# Oily Feathers (neem oil)



## London Pigeon (Apr 20, 2011)

Hi 
Sorry to post yet another question.... the pigeon I have who I took to the vet last week seems to have oily feathers underneath and also slightly oily tail feathers. This is going to be my fault from when I was trying to loosen thread with neem oil, as she feet weren't properly covered. Should I be trying to wash her feathers to get it out, and it so what with? I'm in the UK, and I've read to use Dawn but I don't think it's sold here.
Thanks


----------



## almondman (Aug 22, 2009)

You could check with a pet store, vet clinic, or rehabber to see what is available in the UK. Call around. I'm sure there must be a product similar to Dawn. Last resort, try googling to find a product safe to use. Maybe check with other bird fanciers, if any are close by, to see what they use.


----------



## London Pigeon (Apr 20, 2011)

Thanks - actually a picture is probably useful as it's not massively oily, so it might not be necessary.
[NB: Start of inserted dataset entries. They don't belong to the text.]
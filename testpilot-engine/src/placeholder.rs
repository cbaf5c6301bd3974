//! `{name}` token substitution
//!
//! Placeholder names are identifier-shaped (`[A-Za-z0-9_-]+`), so JSON
//! bodies pass through untouched: `{"key": 1}` contains no matchable token.

use std::collections::HashMap;

use regex::Regex;
use serde_json::Value;

use testpilot_common::{Error, FlowContext, Result};

fn token_pattern() -> Regex {
    Regex::new(r"\{([A-Za-z0-9_-]+)\}").expect("static regex")
}

/// Substitute every `{name}` token from `bindings`. Unknown tokens fail
/// with a build error naming the placeholder.
pub fn substitute(template: &str, bindings: &HashMap<String, String>) -> Result<String> {
    let pattern = token_pattern();
    let mut out = String::with_capacity(template.len());
    let mut last = 0;
    for caps in pattern.captures_iter(template) {
        let whole = caps.get(0).expect("match");
        let name = &caps[1];
        let value = bindings.get(name).ok_or_else(|| {
            Error::build(format!("Unresolved placeholder '{{{name}}}'"))
        })?;
        out.push_str(&template[last..whole.start()]);
        out.push_str(value);
        last = whole.end();
    }
    out.push_str(&template[last..]);
    Ok(out)
}

/// Substitute only tokens that have bindings, leaving the rest in place
pub fn substitute_known(template: &str, bindings: &HashMap<String, String>) -> String {
    let pattern = token_pattern();
    pattern
        .replace_all(template, |caps: &regex::Captures<'_>| {
            match bindings.get(&caps[1]) {
                Some(value) => value.clone(),
                None => caps[0].to_string(),
            }
        })
        .into_owned()
}

/// Flatten a flow context (placeholders plus saved values) and an optional
/// resources map into one binding table. Saved JSON strings bind without
/// quotes; other values bind as compact JSON.
pub fn bindings_from(
    ctx: &FlowContext,
    resources: Option<&HashMap<String, String>>,
) -> HashMap<String, String> {
    let mut bindings = HashMap::new();
    if let Some(resources) = resources {
        bindings.extend(resources.clone());
    }
    bindings.extend(ctx.placeholders.clone());
    for (name, value) in &ctx.saved {
        let rendered = match value {
            Value::String(s) => s.clone(),
            other => other.to_string(),
        };
        bindings.insert(name.clone(), rendered);
    }
    bindings
}

#[cfg(test)]
mod tests {
    use super::*;

    fn bindings(pairs: &[(&str, &str)]) -> HashMap<String, String> {
        pairs
            .iter()
            .map(|(k, v)| (k.to_string(), v.to_string()))
            .collect()
    }

    #[test]
    fn substitutes_bound_tokens() {
        let map = bindings(&[("token", "T-123"), ("svc", "nrf")]);
        let out = substitute("Bearer {token} via {svc}", &map).unwrap();
        assert_eq!(out, "Bearer T-123 via nrf");
    }

    #[test]
    fn missing_binding_is_build_error() {
        let err = substitute("Bearer {token}", &HashMap::new()).unwrap_err();
        assert!(err.to_string().contains("{token}"));
    }

    #[test]
    fn json_bodies_are_not_tokens() {
        let body = r#"{"nfType":"SMF","count":3}"#;
        assert_eq!(substitute(body, &HashMap::new()).unwrap(), body);
    }

    #[test]
    fn substitution_is_idempotent() {
        let map = bindings(&[("svc", "nrf.svc.cluster.local")]);
        let once = substitute("http://{svc}:8081/", &map).unwrap();
        let twice = substitute(&once, &map).unwrap();
        assert_eq!(once, twice);
    }

    #[test]
    fn substitute_known_leaves_unbound_tokens() {
        let map = bindings(&[("a", "1")]);
        assert_eq!(substitute_known("{a}/{b}", &map), "1/{b}");
    }

    #[test]
    fn saved_values_render_unquoted_strings() {
        let mut ctx = FlowContext::new();
        ctx.saved
            .insert("token".into(), Value::String("T".into()));
        ctx.saved.insert("count".into(), serde_json::json!(3));
        let map = bindings_from(&ctx, None);
        assert_eq!(map.get("token").unwrap(), "T");
        assert_eq!(map.get("count").unwrap(), "3");
    }
}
Here's a picture, if anyone has any advice much appreciated.
Thanks


----------



## Skyeking (Jan 17, 2003)

It is possible that with regular bathing it will come out. You can add a little organic apple cider vinegar to the birds bath water.


----------



## Feefo (Feb 8, 2002)

I would leave it, but if you ever need it Dawn is Fairy Liquid.


----------